Uma operação militar dos Estados Unidos contra a Venezuela, confirmada neste sábado (3) pelo presidente Donald Trump, provocou uma escalada sem precedentes na crise venezuelana e reacendeu o debate sobre soberania, interesses econômicos e intervenção estrangeira na América Latina.
De acordo com Trump, Nicolás Maduro foi retirado à força da Presidência da Venezuela durante a ação e estaria sendo levado sob custódia para os Estados Unidos. O governo norte-americano também anunciou que passará a controlar a Venezuela e suas petrolíferas por tempo indeterminado, com envolvimento direto de empresas dos EUA no setor de energia do país.
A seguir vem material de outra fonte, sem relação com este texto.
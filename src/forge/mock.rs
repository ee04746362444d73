//! forge::mock
//!
//! Mock provisioner and remote shell for deterministic testing.
//!
//! # Design
//!
//! [`MockProvisioner`] records every request and answers with a fixed push
//! URL or a configured failure. [`RecordingShell`] records `(host, script)`
//! pairs so tests can assert on the exact remote command without ssh.
//!
//! # Example
//!
//! ```
//! use mkgit::core::types::{TargetDescriptor, Visibility};
//! use mkgit::forge::mock::MockProvisioner;
//! use mkgit::forge::{ProvisionRequest, Provisioner};
//!
//! # tokio_test::block_on(async {
//! let provisioner = MockProvisioner::new("ssh://example.org/srv/git/tool.git");
//!
//! let result = provisioner.provision(&ProvisionRequest {
//!     target: TargetDescriptor::new("/tmp/tool"),
//!     visibility: Visibility::Public,
//!     description: None,
//!     fork: false,
//!     origin_url: None,
//! }).await.unwrap();
//!
//! assert_eq!(result.push_url, "ssh://example.org/srv/git/tool.git");
//! assert_eq!(provisioner.requests().len(), 1);
//! # });
//! ```

use async_trait::async_trait;
use std::sync::{Arc, Mutex};

use super::ssh::RemoteShell;
use super::traits::{ForgeError, ProvisionRequest, Provisioner};
use crate::core::types::ProvisionResult;

/// Failure a [`MockProvisioner`] should report.
#[derive(Debug, Clone)]
pub enum MockFailure {
    /// Non-2xx from a hosting API.
    Api { status: u16, message: String },
    /// Non-zero exit from the remote shell.
    Shell(String),
}

impl MockFailure {
    fn to_error(&self) -> ForgeError {
        match self {
            MockFailure::Api { status, message } => ForgeError::ApiError {
                status: *status,
                message: message.clone(),
            },
            MockFailure::Shell(stderr) => ForgeError::RemoteShellFailure {
                host: "mock".to_string(),
                status: "exit 1".to_string(),
                stderr: stderr.clone(),
            },
        }
    }
}

#[derive(Debug, Default)]
struct MockProvisionerInner {
    push_url: String,
    fail_with: Option<MockFailure>,
    requests: Vec<ProvisionRequest>,
}

/// Mock provisioner for testing.
///
/// Thread-safe via internal `Arc<Mutex<...>>` wrapping; clones share state.
#[derive(Debug, Clone)]
pub struct MockProvisioner {
    inner: Arc<Mutex<MockProvisionerInner>>,
}

impl MockProvisioner {
    /// A provisioner that succeeds with `push_url`.
    pub fn new(push_url: impl Into<String>) -> Self {
        Self {
            inner: Arc::new(Mutex::new(MockProvisionerInner {
                push_url: push_url.into(),
                ..Default::default()
            })),
        }
    }

    /// Fail every call with `failure`.
    pub fn fail_with(self, failure: MockFailure) -> Self {
        self.lock().fail_with = Some(failure);
        self
    }

    /// Requests received, in order.
    pub fn requests(&self) -> Vec<ProvisionRequest> {
        self.lock().requests.clone()
    }

    fn lock(&self) -> std::sync::MutexGuard<'_, MockProvisionerInner> {
        self.inner.lock().expect("mock provisioner lock poisoned")
    }
}

#[async_trait]
impl Provisioner for MockProvisioner {
    fn name(&self) -> &'static str {
        "mock"
    }

    async fn provision(&self, request: &ProvisionRequest) -> Result<ProvisionResult, ForgeError> {
        let mut inner = self.lock();
        inner.requests.push(request.clone());
        if let Some(failure) = &inner.fail_with {
            return Err(failure.to_error());
        }
        Ok(ProvisionResult {
            push_url: inner.push_url.clone(),
        })
    }
}

#[derive(Debug, Default)]
struct RecordingShellInner {
    calls: Vec<(String, String)>,
    fail_with: Option<String>,
}

/// [`RemoteShell`] that records calls instead of running them.
#[derive(Debug, Clone, Default)]
pub struct RecordingShell {
    inner: Arc<Mutex<RecordingShellInner>>,
}

impl RecordingShell {
    pub fn new() -> Self {
        Self::default()
    }

    /// A shell whose every call fails with `stderr`.
    pub fn failing(stderr: &str) -> Self {
        let shell = Self::default();
        shell.lock().fail_with = Some(stderr.to_string());
        shell
    }

    /// Recorded `(host, script)` pairs.
    pub fn calls(&self) -> Vec<(String, String)> {
        self.lock().calls.clone()
    }

    fn lock(&self) -> std::sync::MutexGuard<'_, RecordingShellInner> {
        self.inner.lock().expect("recording shell lock poisoned")
    }
}

impl RemoteShell for RecordingShell {
    fn run(&self, host: &str, script: &str) -> Result<(), ForgeError> {
        let mut inner = self.lock();
        inner.calls.push((host.to_string(), script.to_string()));
        match &inner.fail_with {
            Some(stderr) => Err(ForgeError::RemoteShellFailure {
                host: host.to_string(),
                status: "exit 1".to_string(),
                stderr: stderr.clone(),
            }),
            None => Ok(()),
        }
    }
}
Em uma longa coletiva concedida hoje, Trump detalhou a operação, mas em nenhum momento falou em restauração da democracia venezuelana como objetivo central da intervenção. O discurso do presidente norte-americano foi direcionado sobretudo ao interesse estratégico no petróleo, classificado por ele como essencial para a segurança energética dos Estados Unidos.
Ainda durante a coletiva, Trump não descartou a possibilidade de ações semelhantes em outros países, deixando claro que o modelo adotado na Venezuela pode ser repetido sempre que Washington considerar seus interesses ameaçados.
A ofensiva americana gerou forte repercussão internacional e críticas de governos e especialistas em direito internacional, que apontam violação da soberania venezuelana e riscos de instabilidade regional. Até o momento, não há confirmação sobre o futuro governo do país nem sobre como se dará a administração americana no território venezuelano.
O episódio marca um dos momentos mais tensos da política internacional recente e coloca a América Latina novamente no centro de disputas geopolíticas globais — desta vez, com o petróleo assumindo papel central no discurso oficial dos Estados Unidos.